__Your task__.
Go through the entries and copy every line that has the string "fast" in it.

++++++

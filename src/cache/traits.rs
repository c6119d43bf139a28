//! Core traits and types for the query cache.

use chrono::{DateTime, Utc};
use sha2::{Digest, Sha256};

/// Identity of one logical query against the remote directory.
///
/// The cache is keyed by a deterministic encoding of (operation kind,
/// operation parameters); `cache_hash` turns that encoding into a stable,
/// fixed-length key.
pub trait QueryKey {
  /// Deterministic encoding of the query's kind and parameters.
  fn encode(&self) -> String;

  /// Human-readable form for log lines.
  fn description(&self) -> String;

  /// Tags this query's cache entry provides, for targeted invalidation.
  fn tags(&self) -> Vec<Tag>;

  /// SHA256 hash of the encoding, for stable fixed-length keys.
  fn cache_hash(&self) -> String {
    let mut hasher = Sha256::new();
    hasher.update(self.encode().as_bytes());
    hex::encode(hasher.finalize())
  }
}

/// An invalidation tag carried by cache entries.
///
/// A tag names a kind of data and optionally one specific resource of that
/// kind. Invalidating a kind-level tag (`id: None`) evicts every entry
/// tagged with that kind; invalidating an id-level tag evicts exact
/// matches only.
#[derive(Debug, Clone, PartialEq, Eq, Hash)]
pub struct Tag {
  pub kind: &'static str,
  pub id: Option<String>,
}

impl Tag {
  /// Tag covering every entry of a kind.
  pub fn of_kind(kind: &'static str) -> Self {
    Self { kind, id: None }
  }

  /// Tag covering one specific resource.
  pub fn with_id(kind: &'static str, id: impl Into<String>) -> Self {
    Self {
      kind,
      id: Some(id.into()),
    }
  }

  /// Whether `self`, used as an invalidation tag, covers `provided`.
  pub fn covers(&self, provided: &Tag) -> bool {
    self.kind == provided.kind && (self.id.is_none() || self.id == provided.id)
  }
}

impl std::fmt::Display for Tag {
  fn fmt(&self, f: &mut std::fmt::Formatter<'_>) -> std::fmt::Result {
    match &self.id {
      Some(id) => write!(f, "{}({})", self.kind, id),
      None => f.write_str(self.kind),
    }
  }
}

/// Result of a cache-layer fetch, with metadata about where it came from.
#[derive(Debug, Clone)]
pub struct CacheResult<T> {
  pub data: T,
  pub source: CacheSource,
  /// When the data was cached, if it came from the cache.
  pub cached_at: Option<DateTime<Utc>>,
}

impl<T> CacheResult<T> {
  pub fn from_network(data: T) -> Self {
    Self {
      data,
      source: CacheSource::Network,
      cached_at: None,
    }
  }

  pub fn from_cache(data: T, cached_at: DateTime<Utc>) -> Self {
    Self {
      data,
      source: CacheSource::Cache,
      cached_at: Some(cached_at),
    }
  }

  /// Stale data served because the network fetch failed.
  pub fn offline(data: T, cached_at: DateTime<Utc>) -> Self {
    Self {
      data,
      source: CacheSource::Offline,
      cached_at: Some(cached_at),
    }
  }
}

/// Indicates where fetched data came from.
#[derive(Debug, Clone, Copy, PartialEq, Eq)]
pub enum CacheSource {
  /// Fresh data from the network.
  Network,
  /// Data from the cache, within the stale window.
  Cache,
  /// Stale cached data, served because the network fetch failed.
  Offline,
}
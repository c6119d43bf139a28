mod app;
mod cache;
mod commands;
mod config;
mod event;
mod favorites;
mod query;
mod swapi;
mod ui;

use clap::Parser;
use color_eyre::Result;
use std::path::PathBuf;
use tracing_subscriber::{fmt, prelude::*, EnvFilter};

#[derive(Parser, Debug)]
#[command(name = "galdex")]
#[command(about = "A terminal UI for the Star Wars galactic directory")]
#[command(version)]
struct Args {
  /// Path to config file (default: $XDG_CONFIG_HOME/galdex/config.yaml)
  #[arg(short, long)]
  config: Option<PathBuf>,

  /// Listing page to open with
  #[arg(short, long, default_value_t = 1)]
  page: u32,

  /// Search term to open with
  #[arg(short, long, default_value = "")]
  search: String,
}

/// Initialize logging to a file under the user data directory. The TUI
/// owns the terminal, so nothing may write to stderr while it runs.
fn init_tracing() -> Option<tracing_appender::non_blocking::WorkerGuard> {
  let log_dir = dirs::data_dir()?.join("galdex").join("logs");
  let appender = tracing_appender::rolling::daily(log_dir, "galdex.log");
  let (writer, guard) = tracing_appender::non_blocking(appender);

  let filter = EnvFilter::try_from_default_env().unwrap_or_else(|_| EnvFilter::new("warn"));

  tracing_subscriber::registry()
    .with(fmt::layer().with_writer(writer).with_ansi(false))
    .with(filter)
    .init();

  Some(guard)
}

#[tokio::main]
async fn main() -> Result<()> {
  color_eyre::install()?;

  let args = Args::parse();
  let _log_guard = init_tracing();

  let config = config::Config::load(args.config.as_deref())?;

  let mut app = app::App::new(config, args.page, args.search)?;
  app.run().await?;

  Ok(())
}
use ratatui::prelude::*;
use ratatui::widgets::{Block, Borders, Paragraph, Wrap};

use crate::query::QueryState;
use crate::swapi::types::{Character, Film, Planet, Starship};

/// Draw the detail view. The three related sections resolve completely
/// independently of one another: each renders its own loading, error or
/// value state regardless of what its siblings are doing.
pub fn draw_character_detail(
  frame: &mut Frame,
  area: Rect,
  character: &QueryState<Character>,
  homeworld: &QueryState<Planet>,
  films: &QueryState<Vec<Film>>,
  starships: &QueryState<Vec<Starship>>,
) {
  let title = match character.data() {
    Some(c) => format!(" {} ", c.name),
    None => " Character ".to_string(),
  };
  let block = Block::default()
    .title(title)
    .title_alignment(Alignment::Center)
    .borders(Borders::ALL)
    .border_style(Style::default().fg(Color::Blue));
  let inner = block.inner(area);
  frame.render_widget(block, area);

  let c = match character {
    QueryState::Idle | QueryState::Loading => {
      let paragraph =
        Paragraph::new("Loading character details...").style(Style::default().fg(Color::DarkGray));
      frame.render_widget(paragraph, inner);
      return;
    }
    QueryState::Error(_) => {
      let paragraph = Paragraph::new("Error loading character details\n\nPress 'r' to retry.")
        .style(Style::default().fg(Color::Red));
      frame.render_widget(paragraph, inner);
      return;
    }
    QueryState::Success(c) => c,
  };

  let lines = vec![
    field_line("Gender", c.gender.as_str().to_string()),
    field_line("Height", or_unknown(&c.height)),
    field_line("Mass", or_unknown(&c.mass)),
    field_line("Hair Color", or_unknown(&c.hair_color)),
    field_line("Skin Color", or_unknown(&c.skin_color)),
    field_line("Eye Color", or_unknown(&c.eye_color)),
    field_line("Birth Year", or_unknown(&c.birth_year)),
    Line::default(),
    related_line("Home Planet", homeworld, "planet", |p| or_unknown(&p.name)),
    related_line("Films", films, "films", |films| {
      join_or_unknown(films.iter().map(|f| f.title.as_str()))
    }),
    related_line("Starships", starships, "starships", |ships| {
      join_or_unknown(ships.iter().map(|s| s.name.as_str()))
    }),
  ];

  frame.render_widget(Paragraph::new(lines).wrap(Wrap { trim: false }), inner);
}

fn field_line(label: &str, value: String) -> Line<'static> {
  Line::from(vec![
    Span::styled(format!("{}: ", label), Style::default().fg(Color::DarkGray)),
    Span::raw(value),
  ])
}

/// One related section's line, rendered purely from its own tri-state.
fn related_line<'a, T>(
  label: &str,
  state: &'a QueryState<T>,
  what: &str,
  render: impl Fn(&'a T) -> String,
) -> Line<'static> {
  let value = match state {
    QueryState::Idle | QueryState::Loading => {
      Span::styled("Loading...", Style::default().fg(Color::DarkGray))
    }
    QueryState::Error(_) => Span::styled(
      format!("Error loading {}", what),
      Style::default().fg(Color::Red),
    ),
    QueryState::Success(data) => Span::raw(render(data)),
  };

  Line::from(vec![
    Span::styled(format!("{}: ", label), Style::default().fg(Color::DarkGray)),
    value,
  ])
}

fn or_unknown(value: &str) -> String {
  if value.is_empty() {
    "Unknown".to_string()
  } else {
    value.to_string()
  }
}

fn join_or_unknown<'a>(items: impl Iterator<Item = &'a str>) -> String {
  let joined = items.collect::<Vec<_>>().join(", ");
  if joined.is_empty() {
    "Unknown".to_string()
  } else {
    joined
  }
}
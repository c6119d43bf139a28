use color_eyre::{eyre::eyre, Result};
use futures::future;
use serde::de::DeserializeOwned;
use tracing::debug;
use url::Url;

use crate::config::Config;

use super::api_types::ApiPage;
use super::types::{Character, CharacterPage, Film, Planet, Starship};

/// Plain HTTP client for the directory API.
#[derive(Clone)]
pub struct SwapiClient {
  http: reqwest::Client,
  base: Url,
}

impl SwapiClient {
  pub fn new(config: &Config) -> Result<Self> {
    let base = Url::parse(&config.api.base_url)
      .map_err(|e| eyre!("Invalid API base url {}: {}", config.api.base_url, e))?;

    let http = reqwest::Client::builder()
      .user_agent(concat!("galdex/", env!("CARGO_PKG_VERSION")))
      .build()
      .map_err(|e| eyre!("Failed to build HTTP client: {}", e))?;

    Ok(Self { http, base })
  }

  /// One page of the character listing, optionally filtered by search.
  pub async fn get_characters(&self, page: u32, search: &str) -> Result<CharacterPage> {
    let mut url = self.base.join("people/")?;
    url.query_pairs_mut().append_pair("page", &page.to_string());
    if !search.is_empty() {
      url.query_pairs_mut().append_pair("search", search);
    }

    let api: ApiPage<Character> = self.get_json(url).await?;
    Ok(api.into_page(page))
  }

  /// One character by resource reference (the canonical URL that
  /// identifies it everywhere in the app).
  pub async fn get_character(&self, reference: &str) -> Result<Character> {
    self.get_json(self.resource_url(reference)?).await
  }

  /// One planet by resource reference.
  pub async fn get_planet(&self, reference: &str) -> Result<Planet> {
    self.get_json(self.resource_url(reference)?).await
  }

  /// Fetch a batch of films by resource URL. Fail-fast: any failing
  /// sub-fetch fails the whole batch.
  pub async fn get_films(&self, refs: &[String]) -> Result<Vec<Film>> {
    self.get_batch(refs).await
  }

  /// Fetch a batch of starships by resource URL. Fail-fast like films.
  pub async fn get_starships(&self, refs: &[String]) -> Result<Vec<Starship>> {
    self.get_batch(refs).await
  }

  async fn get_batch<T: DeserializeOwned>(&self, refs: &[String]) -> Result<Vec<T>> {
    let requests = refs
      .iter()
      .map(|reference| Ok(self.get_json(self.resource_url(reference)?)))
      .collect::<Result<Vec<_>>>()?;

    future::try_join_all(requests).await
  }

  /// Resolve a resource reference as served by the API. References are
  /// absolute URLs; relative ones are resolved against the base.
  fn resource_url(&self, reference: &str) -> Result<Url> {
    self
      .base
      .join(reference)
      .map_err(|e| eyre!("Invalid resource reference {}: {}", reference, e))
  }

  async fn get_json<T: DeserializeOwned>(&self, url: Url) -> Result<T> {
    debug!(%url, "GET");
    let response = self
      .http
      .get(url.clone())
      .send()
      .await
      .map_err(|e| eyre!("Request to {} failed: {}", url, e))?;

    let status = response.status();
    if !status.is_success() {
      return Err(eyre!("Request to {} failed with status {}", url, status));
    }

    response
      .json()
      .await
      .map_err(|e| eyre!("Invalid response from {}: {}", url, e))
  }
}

++++++

__Output for this task__.
  /// Fetch a batch of films by resource URL. Fail-fast: any failing
  /// Fetch a batch of starships by resource URL. Fail-fast like films.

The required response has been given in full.